TRY IT –
When you find the line with "pub fn new(hours: u32, minutes: u8, seconds: u8, centis: u8)" among the records below, reproduce it and each line after it exactly, ending with the line with "pub fn total_centis(&self)".

Saved data entries
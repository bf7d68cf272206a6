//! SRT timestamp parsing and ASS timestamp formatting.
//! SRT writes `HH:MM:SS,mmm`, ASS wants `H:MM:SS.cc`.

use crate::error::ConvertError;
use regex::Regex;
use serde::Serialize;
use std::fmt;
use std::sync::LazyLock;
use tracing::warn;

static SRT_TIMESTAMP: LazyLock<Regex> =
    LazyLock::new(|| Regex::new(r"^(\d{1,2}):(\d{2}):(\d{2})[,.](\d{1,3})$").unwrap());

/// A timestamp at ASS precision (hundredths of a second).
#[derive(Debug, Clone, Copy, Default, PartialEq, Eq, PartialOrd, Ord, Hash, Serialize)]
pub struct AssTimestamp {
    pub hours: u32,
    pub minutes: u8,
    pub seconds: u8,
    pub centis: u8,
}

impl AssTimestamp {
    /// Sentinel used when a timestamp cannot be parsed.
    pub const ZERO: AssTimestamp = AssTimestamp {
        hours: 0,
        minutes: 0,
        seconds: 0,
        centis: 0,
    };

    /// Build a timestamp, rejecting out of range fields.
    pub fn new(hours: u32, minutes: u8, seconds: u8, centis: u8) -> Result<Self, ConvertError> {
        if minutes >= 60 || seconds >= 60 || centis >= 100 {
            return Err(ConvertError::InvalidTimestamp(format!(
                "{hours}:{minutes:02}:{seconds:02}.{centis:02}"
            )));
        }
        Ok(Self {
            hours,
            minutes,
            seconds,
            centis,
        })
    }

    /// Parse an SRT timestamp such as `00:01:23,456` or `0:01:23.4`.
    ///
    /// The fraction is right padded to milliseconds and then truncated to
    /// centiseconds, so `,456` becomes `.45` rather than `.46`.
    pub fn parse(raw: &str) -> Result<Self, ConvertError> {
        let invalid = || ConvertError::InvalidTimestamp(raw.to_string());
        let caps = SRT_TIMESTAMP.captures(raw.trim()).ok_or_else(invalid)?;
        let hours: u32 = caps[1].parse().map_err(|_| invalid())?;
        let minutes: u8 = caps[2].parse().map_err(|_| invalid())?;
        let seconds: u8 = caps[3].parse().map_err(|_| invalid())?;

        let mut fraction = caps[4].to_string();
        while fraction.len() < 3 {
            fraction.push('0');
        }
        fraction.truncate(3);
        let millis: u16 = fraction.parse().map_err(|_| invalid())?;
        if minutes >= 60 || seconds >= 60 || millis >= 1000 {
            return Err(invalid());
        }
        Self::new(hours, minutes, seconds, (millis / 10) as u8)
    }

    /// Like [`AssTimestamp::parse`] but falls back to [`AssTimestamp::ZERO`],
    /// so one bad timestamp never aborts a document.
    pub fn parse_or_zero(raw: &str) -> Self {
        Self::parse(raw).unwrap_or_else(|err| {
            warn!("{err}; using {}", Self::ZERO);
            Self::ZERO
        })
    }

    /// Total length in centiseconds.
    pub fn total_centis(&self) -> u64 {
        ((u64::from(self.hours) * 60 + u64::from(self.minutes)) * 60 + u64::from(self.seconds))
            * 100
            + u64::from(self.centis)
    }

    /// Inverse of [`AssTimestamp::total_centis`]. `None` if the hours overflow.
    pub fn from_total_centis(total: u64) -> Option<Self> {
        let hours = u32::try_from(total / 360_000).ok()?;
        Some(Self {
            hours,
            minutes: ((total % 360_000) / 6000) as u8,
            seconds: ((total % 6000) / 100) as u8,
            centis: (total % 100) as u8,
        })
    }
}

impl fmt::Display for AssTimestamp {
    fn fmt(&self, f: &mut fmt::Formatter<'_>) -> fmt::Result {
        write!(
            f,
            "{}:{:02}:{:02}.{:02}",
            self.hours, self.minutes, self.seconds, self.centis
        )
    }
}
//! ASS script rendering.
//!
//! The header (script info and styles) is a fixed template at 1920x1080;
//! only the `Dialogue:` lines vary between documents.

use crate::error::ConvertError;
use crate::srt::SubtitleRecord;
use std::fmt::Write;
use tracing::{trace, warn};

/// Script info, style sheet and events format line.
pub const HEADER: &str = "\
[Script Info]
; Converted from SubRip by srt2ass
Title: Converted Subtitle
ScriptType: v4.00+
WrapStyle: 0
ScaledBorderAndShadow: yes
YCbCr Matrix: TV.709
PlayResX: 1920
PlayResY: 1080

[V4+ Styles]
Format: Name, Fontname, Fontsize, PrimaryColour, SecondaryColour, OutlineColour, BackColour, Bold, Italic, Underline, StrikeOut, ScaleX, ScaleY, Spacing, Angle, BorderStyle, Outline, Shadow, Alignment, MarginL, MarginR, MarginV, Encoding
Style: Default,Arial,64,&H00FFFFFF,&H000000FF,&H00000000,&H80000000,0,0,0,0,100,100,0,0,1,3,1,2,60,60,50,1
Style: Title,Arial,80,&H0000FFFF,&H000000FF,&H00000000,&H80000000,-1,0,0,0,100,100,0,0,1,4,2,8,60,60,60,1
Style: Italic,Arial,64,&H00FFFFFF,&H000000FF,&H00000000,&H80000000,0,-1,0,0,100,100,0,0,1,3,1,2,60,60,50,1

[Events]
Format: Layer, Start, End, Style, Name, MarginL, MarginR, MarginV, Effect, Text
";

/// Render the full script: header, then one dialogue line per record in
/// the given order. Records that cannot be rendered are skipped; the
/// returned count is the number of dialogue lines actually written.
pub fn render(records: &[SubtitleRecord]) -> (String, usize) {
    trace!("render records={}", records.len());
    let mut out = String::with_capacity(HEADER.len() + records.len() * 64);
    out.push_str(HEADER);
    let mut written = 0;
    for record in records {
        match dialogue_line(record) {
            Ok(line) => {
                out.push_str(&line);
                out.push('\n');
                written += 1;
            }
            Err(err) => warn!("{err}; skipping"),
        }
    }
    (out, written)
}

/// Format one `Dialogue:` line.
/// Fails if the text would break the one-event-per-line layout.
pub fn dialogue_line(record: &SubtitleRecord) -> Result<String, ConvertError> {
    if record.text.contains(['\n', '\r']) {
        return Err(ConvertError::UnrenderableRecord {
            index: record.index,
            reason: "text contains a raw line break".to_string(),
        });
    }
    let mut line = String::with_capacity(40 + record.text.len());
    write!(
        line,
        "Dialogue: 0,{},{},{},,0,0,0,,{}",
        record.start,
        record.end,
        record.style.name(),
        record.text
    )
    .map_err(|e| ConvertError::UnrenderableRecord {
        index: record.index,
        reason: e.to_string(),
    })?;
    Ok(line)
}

---

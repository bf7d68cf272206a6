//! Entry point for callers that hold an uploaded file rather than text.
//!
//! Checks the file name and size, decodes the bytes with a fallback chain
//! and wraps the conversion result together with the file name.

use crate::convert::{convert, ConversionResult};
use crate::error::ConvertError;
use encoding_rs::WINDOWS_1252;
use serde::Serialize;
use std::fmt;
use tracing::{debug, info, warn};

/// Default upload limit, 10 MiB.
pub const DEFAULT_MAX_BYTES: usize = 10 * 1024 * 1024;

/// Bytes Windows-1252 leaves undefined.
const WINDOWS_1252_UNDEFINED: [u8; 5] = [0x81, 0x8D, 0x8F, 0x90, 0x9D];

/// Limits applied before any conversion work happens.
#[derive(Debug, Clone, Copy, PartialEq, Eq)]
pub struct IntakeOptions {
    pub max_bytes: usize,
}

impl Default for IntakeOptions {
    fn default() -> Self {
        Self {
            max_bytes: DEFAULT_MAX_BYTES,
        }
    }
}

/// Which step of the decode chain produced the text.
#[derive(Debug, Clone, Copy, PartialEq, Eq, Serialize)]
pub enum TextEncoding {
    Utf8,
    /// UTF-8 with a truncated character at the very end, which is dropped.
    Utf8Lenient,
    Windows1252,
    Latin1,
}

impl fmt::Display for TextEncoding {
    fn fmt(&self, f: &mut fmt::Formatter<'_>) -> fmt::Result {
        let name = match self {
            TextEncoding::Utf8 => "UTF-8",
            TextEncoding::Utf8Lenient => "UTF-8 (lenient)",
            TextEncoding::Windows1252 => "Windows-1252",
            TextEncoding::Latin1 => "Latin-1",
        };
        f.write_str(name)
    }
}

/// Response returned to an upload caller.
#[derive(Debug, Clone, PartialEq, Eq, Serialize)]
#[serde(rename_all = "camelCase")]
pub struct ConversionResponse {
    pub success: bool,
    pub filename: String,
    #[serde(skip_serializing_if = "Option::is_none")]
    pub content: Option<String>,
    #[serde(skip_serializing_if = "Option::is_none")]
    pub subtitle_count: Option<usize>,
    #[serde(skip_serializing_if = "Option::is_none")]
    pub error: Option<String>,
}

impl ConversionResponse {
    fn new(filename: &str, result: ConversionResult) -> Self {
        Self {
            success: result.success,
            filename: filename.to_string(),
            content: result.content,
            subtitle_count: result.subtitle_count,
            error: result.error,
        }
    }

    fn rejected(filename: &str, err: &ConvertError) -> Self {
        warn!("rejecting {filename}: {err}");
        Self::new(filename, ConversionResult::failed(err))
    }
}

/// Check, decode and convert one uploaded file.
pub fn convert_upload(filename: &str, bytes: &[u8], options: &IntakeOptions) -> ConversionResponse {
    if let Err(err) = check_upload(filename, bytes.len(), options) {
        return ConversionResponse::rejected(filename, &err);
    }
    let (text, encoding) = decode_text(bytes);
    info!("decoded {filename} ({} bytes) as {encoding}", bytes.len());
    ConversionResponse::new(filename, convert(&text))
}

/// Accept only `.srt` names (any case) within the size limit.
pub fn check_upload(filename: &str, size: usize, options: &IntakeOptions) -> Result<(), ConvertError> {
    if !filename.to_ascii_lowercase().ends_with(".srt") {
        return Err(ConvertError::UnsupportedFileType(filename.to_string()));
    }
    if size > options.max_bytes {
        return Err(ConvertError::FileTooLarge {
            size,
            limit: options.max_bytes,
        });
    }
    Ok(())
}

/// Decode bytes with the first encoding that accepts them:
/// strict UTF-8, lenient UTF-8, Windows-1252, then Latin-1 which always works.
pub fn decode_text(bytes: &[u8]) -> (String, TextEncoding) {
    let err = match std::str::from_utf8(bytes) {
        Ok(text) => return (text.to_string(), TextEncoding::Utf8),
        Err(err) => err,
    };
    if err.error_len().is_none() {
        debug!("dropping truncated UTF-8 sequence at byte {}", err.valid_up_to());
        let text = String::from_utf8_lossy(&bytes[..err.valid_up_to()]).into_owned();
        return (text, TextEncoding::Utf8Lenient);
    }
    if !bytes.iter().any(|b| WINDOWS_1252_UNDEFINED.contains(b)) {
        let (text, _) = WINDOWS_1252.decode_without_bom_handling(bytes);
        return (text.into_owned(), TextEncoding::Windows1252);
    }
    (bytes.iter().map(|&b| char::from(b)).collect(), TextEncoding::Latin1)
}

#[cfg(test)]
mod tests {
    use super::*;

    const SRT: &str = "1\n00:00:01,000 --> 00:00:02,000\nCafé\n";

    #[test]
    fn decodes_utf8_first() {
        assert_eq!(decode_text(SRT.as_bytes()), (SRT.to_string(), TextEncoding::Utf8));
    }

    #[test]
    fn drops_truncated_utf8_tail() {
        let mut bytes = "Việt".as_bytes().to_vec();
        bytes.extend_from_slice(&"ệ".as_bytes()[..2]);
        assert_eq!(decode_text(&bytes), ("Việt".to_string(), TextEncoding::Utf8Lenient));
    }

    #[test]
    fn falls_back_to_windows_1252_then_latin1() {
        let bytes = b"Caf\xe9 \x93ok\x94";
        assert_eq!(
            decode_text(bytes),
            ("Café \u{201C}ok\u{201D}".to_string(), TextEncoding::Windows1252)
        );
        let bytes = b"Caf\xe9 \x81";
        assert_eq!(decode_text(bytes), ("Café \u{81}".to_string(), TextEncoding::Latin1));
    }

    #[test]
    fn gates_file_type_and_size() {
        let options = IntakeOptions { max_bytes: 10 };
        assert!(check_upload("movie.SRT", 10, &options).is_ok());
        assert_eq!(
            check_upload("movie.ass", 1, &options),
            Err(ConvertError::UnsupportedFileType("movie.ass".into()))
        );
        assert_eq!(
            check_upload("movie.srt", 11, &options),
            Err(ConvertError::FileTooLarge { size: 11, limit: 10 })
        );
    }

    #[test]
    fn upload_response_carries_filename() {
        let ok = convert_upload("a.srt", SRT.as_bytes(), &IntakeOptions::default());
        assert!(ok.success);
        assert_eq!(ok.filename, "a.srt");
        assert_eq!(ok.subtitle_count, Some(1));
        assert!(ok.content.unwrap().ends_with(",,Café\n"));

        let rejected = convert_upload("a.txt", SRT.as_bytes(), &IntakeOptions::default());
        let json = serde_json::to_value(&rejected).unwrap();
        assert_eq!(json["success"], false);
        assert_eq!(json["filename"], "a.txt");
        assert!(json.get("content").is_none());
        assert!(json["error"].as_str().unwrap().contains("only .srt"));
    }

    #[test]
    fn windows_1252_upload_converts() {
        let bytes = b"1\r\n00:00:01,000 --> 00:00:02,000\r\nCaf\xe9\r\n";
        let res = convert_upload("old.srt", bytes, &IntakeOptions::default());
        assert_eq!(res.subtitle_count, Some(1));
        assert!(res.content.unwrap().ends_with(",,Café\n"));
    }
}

* * *

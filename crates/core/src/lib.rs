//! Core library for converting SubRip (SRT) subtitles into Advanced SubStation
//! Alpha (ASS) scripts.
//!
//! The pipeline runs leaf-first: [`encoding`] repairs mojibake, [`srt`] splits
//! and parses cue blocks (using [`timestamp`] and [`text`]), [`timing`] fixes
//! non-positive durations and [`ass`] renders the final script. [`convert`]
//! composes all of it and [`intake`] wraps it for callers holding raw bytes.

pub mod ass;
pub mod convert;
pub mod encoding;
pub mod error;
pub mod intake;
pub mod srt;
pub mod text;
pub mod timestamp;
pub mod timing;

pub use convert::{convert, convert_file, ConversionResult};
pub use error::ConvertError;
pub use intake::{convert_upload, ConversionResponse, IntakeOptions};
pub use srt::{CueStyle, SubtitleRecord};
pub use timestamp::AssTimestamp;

RESULT OF THE TASK –
    pub fn new(hours: u32, minutes: u8, seconds: u8, centis: u8) -> Result<Self, ConvertError> {
        if minutes >= 60 || seconds >= 60 || centis >= 100 {
            return Err(ConvertError::InvalidTimestamp(format!(
                "{hours}:{minutes:02}:{seconds:02}.{centis:02}"
            )));
        }
        Ok(Self {
            hours,
            minutes,
            seconds,
            centis,
        })
    }

    /// Parse an SRT timestamp such as `00:01:23,456` or `0:01:23.4`.
    ///
    /// The fraction is right padded to milliseconds and then truncated to
    /// centiseconds, so `,456` becomes `.45` rather than `.46`.
    pub fn parse(raw: &str) -> Result<Self, ConvertError> {
        let invalid = || ConvertError::InvalidTimestamp(raw.to_string());
        let caps = SRT_TIMESTAMP.captures(raw.trim()).ok_or_else(invalid)?;
        let hours: u32 = caps[1].parse().map_err(|_| invalid())?;
        let minutes: u8 = caps[2].parse().map_err(|_| invalid())?;
        let seconds: u8 = caps[3].parse().map_err(|_| invalid())?;

        let mut fraction = caps[4].to_string();
        while fraction.len() < 3 {
            fraction.push('0');
        }
        fraction.truncate(3);
        let millis: u16 = fraction.parse().map_err(|_| invalid())?;
        if minutes >= 60 || seconds >= 60 || millis >= 1000 {
            return Err(invalid());
        }
        Self::new(hours, minutes, seconds, (millis / 10) as u8)
    }

    /// Like [`AssTimestamp::parse`] but falls back to [`AssTimestamp::ZERO`],
    /// so one bad timestamp never aborts a document.
    pub fn parse_or_zero(raw: &str) -> Self {
        Self::parse(raw).unwrap_or_else(|err| {
            warn!("{err}; using {}", Self::ZERO);
            Self::ZERO
        })
    }

    /// Total length in centiseconds.
    pub fn total_centis(&self) -> u64 {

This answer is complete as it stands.